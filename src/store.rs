use std::path::{Path, PathBuf};

use chrono::{DateTime, Utc};
use rusqlite::{params, Connection, OpenFlags};
use serde::Serialize;
use uuid::Uuid;

use crate::error::{DublineError, Result};

const REQUEST_SCHEMA: &str = include_str!("../sql/translation_requests.sql");

/// Audit row written for every accepted translation request
#[derive(Debug, Clone, PartialEq, Serialize)]
pub struct RequestRecord {
    pub job_id: Uuid,
    pub url: String,
    pub language: String,
    pub voice: String,
    pub email: Option<String>,
    pub school: Option<String>,
    pub district: Option<String>,
    pub state: Option<String>,
    pub requested_at: DateTime<Utc>,
}

fn configure_connection(conn: &Connection) -> rusqlite::Result<()> {
    conn.execute_batch(
        "PRAGMA journal_mode = WAL;\n\
         PRAGMA synchronous = NORMAL;\n\
         PRAGMA busy_timeout = 5000;\n",
    )
}

#[derive(Debug, Clone)]
pub struct SqliteRequestStoreBuilder {
    path: Option<PathBuf>,
    create_if_missing: bool,
}

impl Default for SqliteRequestStoreBuilder {
    fn default() -> Self {
        Self {
            path: None,
            create_if_missing: true,
        }
    }
}

impl SqliteRequestStoreBuilder {
    pub fn new() -> Self {
        Self::default()
    }

    pub fn path(mut self, path: impl AsRef<Path>) -> Self {
        self.path = Some(path.as_ref().to_path_buf());
        self
    }

    pub fn create_if_missing(mut self, value: bool) -> Self {
        self.create_if_missing = value;
        self
    }

    pub fn build(self) -> Result<SqliteRequestStore> {
        let path = self
            .path
            .ok_or_else(|| DublineError::Database("request store path is not set".to_string()))?;
        let mut flags = OpenFlags::SQLITE_OPEN_READ_WRITE;
        if self.create_if_missing {
            flags |= OpenFlags::SQLITE_OPEN_CREATE;
        }
        Ok(SqliteRequestStore { path, flags })
    }
}

/// Request records in SQLite; one connection per call
#[derive(Debug, Clone)]
pub struct SqliteRequestStore {
    path: PathBuf,
    flags: OpenFlags,
}

impl SqliteRequestStore {
    pub fn builder() -> SqliteRequestStoreBuilder {
        SqliteRequestStoreBuilder::new()
    }

    pub fn new(path: impl AsRef<Path>) -> Result<Self> {
        SqliteRequestStoreBuilder::new().path(path).build()
    }

    fn open(&self) -> Result<Connection> {
        let conn = Connection::open_with_flags(&self.path, self.flags).map_err(|e| {
            DublineError::Database(format!("cannot open {}: {}", self.path.display(), e))
        })?;
        configure_connection(&conn).map_err(database_error)?;
        Ok(conn)
    }

    pub fn initialize(&self) -> Result<()> {
        if let Some(parent) = self.path.parent().filter(|p| !p.as_os_str().is_empty()) {
            std::fs::create_dir_all(parent)?;
        }
        let conn = self.open()?;
        conn.execute_batch(REQUEST_SCHEMA).map_err(database_error)?;
        Ok(())
    }

    pub fn insert(&self, record: &RequestRecord) -> Result<i64> {
        let conn = self.open()?;
        conn.execute(
            "INSERT INTO translation_requests (
                job_id, url, language, voice, email, school, district, state, requested_at
            ) VALUES (?1, ?2, ?3, ?4, ?5, ?6, ?7, ?8, ?9)",
            params![
                record.job_id.to_string(),
                record.url,
                record.language,
                record.voice,
                record.email,
                record.school,
                record.district,
                record.state,
                record.requested_at.to_rfc3339(),
            ],
        )
        .map_err(database_error)?;
        Ok(conn.last_insert_rowid())
    }

    pub fn count(&self) -> Result<u64> {
        let conn = self.open()?;
        let count: i64 = conn
            .query_row("SELECT COUNT(*) FROM translation_requests", [], |row| row.get(0))
            .map_err(database_error)?;
        Ok(count as u64)
    }

    /// Run `insert` off the async runtime.
    pub async fn insert_async(&self, record: RequestRecord) -> Result<i64> {
        let store = self.clone();
        tokio::task::spawn_blocking(move || store.insert(&record))
            .await
            .map_err(|e| DublineError::Database(format!("store task failed: {}", e)))?
    }
}

fn database_error(e: rusqlite::Error) -> DublineError {
    DublineError::Database(e.to_string())
}

#[cfg(test)]
mod tests {
    use super::*;

    fn record(url: &str) -> RequestRecord {
        RequestRecord {
            job_id: Uuid::new_v4(),
            url: url.to_string(),
            language: "hi".to_string(),
            voice: "female".to_string(),
            email: Some("teacher@school.in".to_string()),
            school: Some("ZP School".to_string()),
            district: None,
            state: Some("Maharashtra".to_string()),
            requested_at: Utc::now(),
        }
    }

    #[test]
    fn test_insert_and_count() {
        let dir = tempfile::tempdir().unwrap();
        let store = SqliteRequestStore::new(dir.path().join("db/requests.sqlite")).unwrap();
        store.initialize().unwrap();
        assert_eq!(store.count().unwrap(), 0);

        store.insert(&record("https://youtu.be/a")).unwrap();
        store.insert(&record("https://youtu.be/b")).unwrap();
        assert_eq!(store.count().unwrap(), 2);

        // schema creation is idempotent
        store.initialize().unwrap();
        assert_eq!(store.count().unwrap(), 2);
    }

    #[test]
    fn test_duplicate_job_id_is_rejected() {
        let dir = tempfile::tempdir().unwrap();
        let store = SqliteRequestStore::new(dir.path().join("requests.sqlite")).unwrap();
        store.initialize().unwrap();

        let first = record("https://youtu.be/a");
        store.insert(&first).unwrap();
        let err = store.insert(&first).unwrap_err();
        assert!(matches!(err, DublineError::Database(_)));
    }

    #[test]
    fn test_builder_requires_path() {
        assert!(SqliteRequestStore::builder().build().is_err());
    }

    #[test]
    fn test_missing_file_without_create() {
        let dir = tempfile::tempdir().unwrap();
        let store = SqliteRequestStore::builder()
            .path(dir.path().join("absent.sqlite"))
            .create_if_missing(false)
            .build()
            .unwrap();
        assert!(store.count().is_err());
    }

    #[tokio::test]
    async fn test_insert_async() {
        let dir = tempfile::tempdir().unwrap();
        let store = SqliteRequestStore::new(dir.path().join("requests.sqlite")).unwrap();
        store.initialize().unwrap();
        store.insert_async(record("https://youtu.be/c")).await.unwrap();
        assert_eq!(store.count().unwrap(), 1);
    }
}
****************
Gather from the records above every line containing the string "SqliteRequestStoreBuilder".

pub struct SqliteRequestStoreBuilder {
impl Default for SqliteRequestStoreBuilder {
impl SqliteRequestStoreBuilder {
    pub fn builder() -> SqliteRequestStoreBuilder {
        SqliteRequestStoreBuilder::new()
        SqliteRequestStoreBuilder::new().path(path).build()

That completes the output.